The performance iteration method is proposed by Gu and Wahba (1991). Wood (2004) modifies and stabilizes the algorithm for fitting generalized additive models. The algorithm for the performance iteration method is as follows:

Initialize smoothing parameters $\blambda =\{ 1,\dots ,1\}$ , except for spline terms whose initial values are specified in the INITSMOOTH= option. Set the initial regression parameters $\bbeta =\{ g(\bar{\mb{y}}),0,\dots ,0\} ’$ . Set the initial dispersion parameter if necessary.
Repeat the following steps until any of these three conditions is met: (1) the absolute function change in penalized likelihood is sufficiently small; (2) the absolute relative function change in penalized likelihood is sufficiently small; (3) the number of iterations exceeds the maximum iteration limit .
1. Form the adjusted response and adjusted weight from $\bmu =g^{-1}(\bm {\eta })$ . For each observation,
  
  $z_ i=\eta _ i+(y_ i-\mu _ i)/\mu _ i’, \quad w_ i=\omega _ i\mu _ i’^2/\nu _ i$
2. Search for the best smoothing parameters for the current iteration based on valid adjusted response values and adjusted weight values.
3. Use the smoothing parameters to construct the linear predictor and the predicted means.
4. Obtain an estimate for the dispersion parameter if necessary.

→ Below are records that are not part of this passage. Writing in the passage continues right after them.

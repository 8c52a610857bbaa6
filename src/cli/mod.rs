//! Command-line interface definitions.
//!
//! Defines the CLI structure for the `portalink` binary using `clap`. Each
//! subcommand maps onto one service operation.

mod run;

use std::path::PathBuf;

use clap::{Parser, Subcommand};

pub use run::execute;

/// Talk to a portal server from the command line
#[derive(Parser, Debug)]
#[command(name = "portalink")]
#[command(version)]
pub struct Cli {
    /// Path to the configuration file
    #[arg(long, global = true, default_value = "config.toml")]
    pub config: PathBuf,

    /// Use the foreground (high priority) queue
    #[arg(long, global = true)]
    pub foreground: bool,

    #[command(subcommand)]
    pub command: Commands,
}

/// Top-level subcommands for the portalink CLI.
#[derive(Subcommand, Debug)]
pub enum Commands {
    /// Fetch a data item and print it
    Fetch {
        /// Topic to fetch
        topic: String,
    },

    /// Send a JSON payload for a topic
    Send {
        /// Topic to send
        topic: String,
        /// Payload as JSON text
        json: String,
    },

    /// Upload a file to a server path
    Upload {
        /// Local file to upload
        file: PathBuf,
        /// Destination relative to the session, e.g. /line/logupload?filename=x.zip
        dest: String,
    },

    /// Print changes on topics until interrupted
    Watch {
        /// Topics to watch
        #[arg(required = true)]
        topics: Vec<String>,
    },
}
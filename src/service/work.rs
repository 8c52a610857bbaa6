//! Work items: one logical operation each.
//!
//! Queued items (fetch, send, upload and login) are executed by a worker and
//! either complete or ask to be retried. The event-wait item belongs to a
//! topic watcher and is never queued.

use std::io::ErrorKind;
use std::path::Path;
use std::time::Duration;

use serde_json::{json, Value};
use tokio::sync::oneshot;
use tracing::{debug, info, warn};

use super::executor::{BodyShape, Outcome};
use super::{Inner, Pending};
use crate::domain::{
    DataError, FetchRequest, NetworkError, RequestError, SendRequest, SessionId, Topic,
    UploadRequest,
};
use crate::port::transport::{HttpRequest, RequestBody};

/// Result of one execution attempt.
#[derive(Debug, Clone, Copy, PartialEq, Eq)]
pub(crate) enum Completion {
    /// Done, successfully or with an outcome already delivered.
    Complete,
    /// Not done; keep the item at the head of its queue.
    Retry,
}

/// Caller side of a queued request.
pub(crate) struct Reply<T> {
    sender: Option<oneshot::Sender<Result<T, RequestError>>>,
    report_network_errors: bool,
}

impl<T> Reply<T> {
    fn channel(report_network_errors: bool) -> (Self, Pending<T>) {
        let (sender, receiver) = oneshot::channel();
        let reply = Self {
            sender: Some(sender),
            report_network_errors,
        };
        (reply, Pending::new(receiver))
    }

    fn send(&mut self, result: Result<T, RequestError>) {
        if let Some(sender) = self.sender.take() {
            // The caller may have stopped waiting.
            let _ = sender.send(result);
        }
    }

    fn is_abandoned(&self) -> bool {
        self.sender.as_ref().map_or(true, oneshot::Sender::is_closed)
    }

    /// Deliver a network error if the caller asked for them.
    fn report(&mut self, error: NetworkError) -> bool {
        if self.report_network_errors {
            self.send(Err(error.into()));
        }
        self.report_network_errors
    }
}

pub(crate) struct FetchItem {
    request: FetchRequest,
    reply: Reply<Value>,
}

pub(crate) struct SendItem {
    request: SendRequest,
    reply: Reply<()>,
}

pub(crate) struct UploadItem {
    request: UploadRequest,
    reply: Reply<()>,
}

pub(crate) enum WorkItem {
    /// Obtain a new session. Only ever queued by the session manager.
    Login,
    Fetch(FetchItem),
    Send(SendItem),
    Upload(UploadItem),
}

impl WorkItem {
    pub(crate) fn fetch(request: FetchRequest) -> (Self, Pending<Value>) {
        let (reply, pending) = Reply::channel(request.report_network_errors);
        (Self::Fetch(FetchItem { request, reply }), pending)
    }

    pub(crate) fn send(request: SendRequest) -> (Self, Pending<()>) {
        let (reply, pending) = Reply::channel(request.report_network_errors);
        (Self::Send(SendItem { request, reply }), pending)
    }

    pub(crate) fn upload(request: UploadRequest) -> (Self, Pending<()>) {
        let (reply, pending) = Reply::channel(request.report_network_errors);
        (Self::Upload(UploadItem { request, reply }), pending)
    }

    pub(crate) fn is_login(&self) -> bool {
        matches!(self, Self::Login)
    }

    pub(crate) fn kind(&self) -> &'static str {
        match self {
            Self::Login => "login",
            Self::Fetch(_) => "fetch",
            Self::Send(_) => "send",
            Self::Upload(_) => "upload",
        }
    }

    /// Deliver `error` to the caller if it asked for network errors.
    ///
    /// Returns true when the item is finished and must be dropped.
    pub(crate) fn report_network_error(&mut self, error: NetworkError) -> bool {
        match self {
            Self::Login => false,
            Self::Fetch(item) => item.reply.report(error),
            Self::Send(item) => item.reply.report(error),
            Self::Upload(item) => item.reply.report(error),
        }
    }

    pub(crate) async fn execute(&mut self, inner: &Inner) -> Completion {
        match self {
            Self::Login => inner.login().await,
            Self::Fetch(item) => item.execute(inner).await,
            Self::Send(item) => item.execute(inner).await,
            Self::Upload(item) => item.execute(inner).await,
        }
    }
}

impl FetchItem {
    async fn execute(&mut self, inner: &Inner) -> Completion {
        if self.reply.is_abandoned() {
            return Completion::Complete;
        }
        let Some(session) = inner.session_id() else {
            debug!(topic = %self.request.topic, "No session yet for fetch");
            return Completion::Retry;
        };

        let mut url = match inner.session_url(&session, "data.js") {
            Ok(url) => url,
            Err(err) => return inner.unroutable(&err),
        };
        url.query_pairs_mut()
            .append_pair("data", self.request.topic.as_str());

        debug!(topic = %self.request.topic, "Fetching");
        let outcome = inner.execute(HttpRequest::get(url), BodyShape::Records).await;

        let validator = self.request.validator.clone();
        settle(inner, &session, &mut self.reply, outcome, |records| {
            let data = Value::Array(records);
            match validator {
                Some(valid) if !valid(&data) => None,
                _ => Some(data),
            }
        })
    }
}

impl SendItem {
    async fn execute(&mut self, inner: &Inner) -> Completion {
        if self.reply.is_abandoned() {
            return Completion::Complete;
        }
        let Some(session) = inner.session_id() else {
            debug!(topic = %self.request.topic, "No session yet for send");
            return Completion::Retry;
        };

        let mut url = match inner.session_url(&session, "data.js") {
            Ok(url) => url,
            Err(err) => return inner.unroutable(&err),
        };
        url.query_pairs_mut().append_pair("returnerrorsnow", "true");

        let body = envelope(&self.request.topic, (self.request.payload)());
        debug!(topic = %self.request.topic, "Sending");
        let outcome = inner
            .execute(HttpRequest::post(url, RequestBody::Json(body)), BodyShape::Optional)
            .await;

        settle(inner, &session, &mut self.reply, outcome, |_| Some(()))
    }
}

impl UploadItem {
    async fn execute(&mut self, inner: &Inner) -> Completion {
        if self.reply.is_abandoned() {
            return Completion::Complete;
        }

        let contents = match tokio::fs::read(&self.request.file).await {
            Ok(contents) => contents,
            Err(err) if err.kind() == ErrorKind::NotFound => {
                info!(file = %self.request.file.display(), "Upload source missing");
                self.reply.send(Err(DataError::NotFound.into()));
                return Completion::Complete;
            }
            Err(err) => {
                warn!(file = %self.request.file.display(), error = %err, "Failed to read upload source");
                return network_failure(inner, &mut self.reply, NetworkError::Unavailable);
            }
        };

        let Some(session) = inner.session_id() else {
            debug!(destination = %self.request.destination, "No session yet for upload");
            return Completion::Retry;
        };

        let destination = self.request.destination.trim_start_matches('/');
        let url = match inner.session_url(&session, destination) {
            Ok(url) => url,
            Err(err) => return inner.unroutable(&err),
        };

        let body = RequestBody::File {
            field: "file".to_string(),
            file_name: file_name(&self.request.file),
            contents,
        };
        debug!(destination = %self.request.destination, "Uploading");
        let outcome = inner
            .execute(HttpRequest::post(url, body), BodyShape::Optional)
            .await;

        settle(inner, &session, &mut self.reply, outcome, |_| Some(()))
    }
}

/// What one event-wait poll produced.
#[derive(Debug, Clone, PartialEq, Eq)]
pub(crate) enum Cycle {
    /// The server reported changes on the topic.
    Changed,
    /// The poll ran out without changes.
    Quiet,
    /// Poll again once conditions allow.
    Retry,
    /// Terminal: the topic's listeners must be told and dropped.
    DataError(DataError),
}

/// Long-poll for changes on one topic.
pub(crate) struct EventWait {
    topic: Topic,
}

impl EventWait {
    pub(crate) fn new(topic: Topic) -> Self {
        Self { topic }
    }

    pub(crate) async fn execute(&self, inner: &Inner, session: &SessionId) -> Cycle {
        let poll_ms = inner.state.lock().poll.timeout_ms();
        let line = format!("line{}/events.js", inner.username());

        let mut url = match inner.session_url(session, &line) {
            Ok(url) => url,
            Err(err) => {
                inner.unroutable(&err);
                return Cycle::Retry;
            }
        };
        url.query_pairs_mut()
            .append_pair("version", &inner.config.portal.version)
            .append_pair("events", self.topic.as_str())
            .append_pair("timeout", &poll_ms.to_string());

        // The client waits a little longer than the server so a healthy
        // poll always ends with a server response.
        let read_timeout = Duration::from_millis(poll_ms + inner.config.comet.socket_grace_ms);
        debug!(topic = %self.topic, poll_ms, "Waiting for events");
        let outcome = inner
            .execute(HttpRequest::get(url).with_timeout(read_timeout), BodyShape::Event)
            .await;

        match outcome {
            Outcome::Data(records) => {
                {
                    let mut state = inner.state.lock();
                    state.poll.on_server_timeout();
                    state.backoff.on_success();
                }
                let changed = records
                    .first()
                    .and_then(|record| record.get("events"))
                    .and_then(Value::as_array)
                    .is_some_and(|events| !events.is_empty());
                if changed {
                    Cycle::Changed
                } else {
                    Cycle::Quiet
                }
            }
            Outcome::Timeout => {
                let poll_ms = {
                    let mut state = inner.state.lock();
                    state.poll.on_socket_timeout();
                    state.poll.timeout_ms()
                };
                info!(topic = %self.topic, poll_ms, "Event wait timed out on the client, shortening poll");
                Cycle::Retry
            }
            Outcome::DataError(err) => {
                inner.record_failure();
                Cycle::DataError(err)
            }
            Outcome::SessionExpired { .. } => {
                inner.on_session_expired(session);
                Cycle::Retry
            }
            Outcome::Network(err) => {
                inner.on_network_error(err);
                Cycle::Retry
            }
        }
    }
}

/// Apply a non-event outcome to a queued item.
///
/// `accept` turns response records into the caller's value; `None` means the
/// data was rejected and the request is retried.
fn settle<T>(
    inner: &Inner,
    session: &SessionId,
    reply: &mut Reply<T>,
    outcome: Outcome,
    accept: impl FnOnce(Vec<Value>) -> Option<T>,
) -> Completion {
    match outcome {
        Outcome::Data(records) => match accept(records) {
            Some(value) => {
                inner.record_success();
                reply.send(Ok(value));
                Completion::Complete
            }
            None => {
                info!("Received data was rejected, retrying");
                inner.record_failure();
                Completion::Retry
            }
        },
        Outcome::DataError(err) => {
            inner.record_failure();
            reply.send(Err(err.into()));
            Completion::Complete
        }
        Outcome::SessionExpired { .. } => {
            inner.on_session_expired(session);
            Completion::Retry
        }
        Outcome::Network(err) => network_failure(inner, reply, err),
        Outcome::Timeout => network_failure(inner, reply, NetworkError::Unavailable),
    }
}

/// Report to the caller if it asked, otherwise hand the error to the service.
fn network_failure<T>(inner: &Inner, reply: &mut Reply<T>, error: NetworkError) -> Completion {
    if reply.report(error) {
        Completion::Complete
    } else {
        inner.on_network_error(error);
        Completion::Retry
    }
}

fn envelope(topic: &Topic, payload: Value) -> Value {
    json!({
        "data": [{
            "data": payload,
            "dataType": topic.as_str(),
        }]
    })
}

fn file_name(path: &Path) -> String {
    path.file_name()
        .map(|name| name.to_string_lossy().into_owned())
        .unwrap_or_else(|| "upload".to_string())
}

#[cfg(test)]
mod tests {
    use std::path::PathBuf;

    use super::*;

    #[test]
    fn send_envelope_wraps_payload_with_topic() {
        let body = envelope(&Topic::new("prefs"), json!({"ring": 3}));
        assert_eq!(
            body,
            json!({"data": [{"data": {"ring": 3}, "dataType": "prefs"}]})
        );
    }

    #[test]
    fn file_name_falls_back_when_path_has_none() {
        assert_eq!(file_name(&PathBuf::from("/tmp/logs.zip")), "logs.zip");
        assert_eq!(file_name(&PathBuf::from("/")), "upload");
    }

    #[tokio::test]
    async fn reporting_item_delivers_network_error() {
        let (mut item, pending) = WorkItem::fetch(FetchRequest::new("a").report_network_errors());
        assert!(item.report_network_error(NetworkError::ServerError));
        assert_eq!(
            pending.await,
            Err(RequestError::Network(NetworkError::ServerError))
        );
    }

    #[tokio::test]
    async fn dropped_item_cancels_pending() {
        let (item, pending) = WorkItem::send(SendRequest::with_value("a", json!(1)));
        drop(item);
        assert_eq!(pending.await, Err(RequestError::Cancelled));
    }

    #[test]
    fn login_never_reports_network_errors() {
        let mut item = WorkItem::Login;
        assert!(!item.report_network_error(NetworkError::Unavailable));
    }
}
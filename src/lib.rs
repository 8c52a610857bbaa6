//! Portalink - a resilient session-based client for one portal server.
//!
//! The crate runs fetch, send and upload requests on behalf of many
//! independent callers, and long-polls the server so subscribers learn when
//! data changes. Session expiry, flaky networks and server throttling are
//! handled inside the service; callers only ever see their own outcome.
//!
//! # Architecture
//!
//! - **`domain`** - Identifiers, request descriptions and the request error
//!   taxonomy
//! - **`port`** - Trait seams: [`HttpTransport`](port::HttpTransport) and
//!   [`CredentialStore`](port::CredentialStore)
//! - **`adapter`** - `reqwest` transport, in-memory credential store and the
//!   Linux interface probe
//! - **`service`** - The engine: backoff, poll tuning, network monitor,
//!   work queues, session manager, topic watchers and pool sizing
//! - **`infrastructure`** - TOML configuration, logging and wiring
//! - **`cli`** - The `portalink` command line
//!
//! # Example
//!
//! ```no_run
//! use portalink::domain::FetchRequest;
//! use portalink::infrastructure::bootstrap::build_service;
//! use portalink::infrastructure::config::Config;
//!
//! # async fn run() -> portalink::error::Result<()> {
//! let config = Config::load("config.toml")?;
//! let service = build_service(&config)?;
//! service.set_credentials("5551234", "secret", false);
//! let data = service.fetch(FetchRequest::new("Contacts")).await;
//! # Ok(())
//! # }
//! ```

pub mod adapter;
pub mod cli;
pub mod domain;
pub mod error;
pub mod infrastructure;
pub mod port;
pub mod service;

#[cfg(any(test, feature = "testkit"))]
pub mod testkit;
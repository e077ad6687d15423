//! Renderer context, scene preparation, and host-side acceleration build.

pub(crate) mod constants;
mod kdtree;
mod prepare;
mod renderer;
pub(crate) mod rng;
mod types;
mod utils;

pub use renderer::Renderer;
pub use types::{DenoiseParams, Framebuffer, IntegratorKind, RenderError, RenderSettings};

In step 2b, you can use different optimization techniques to search for the best smoothing parameters. The Newton-Raphson optimization is efficient in finding the optimum $\blambda$ where the first- and second-order derivatives are available. For more information about computing derivatives of $\mathcal{V}_ g$ and $\mathcal{V}_ u$ with respect to $\blambda$ , see Wood (2004).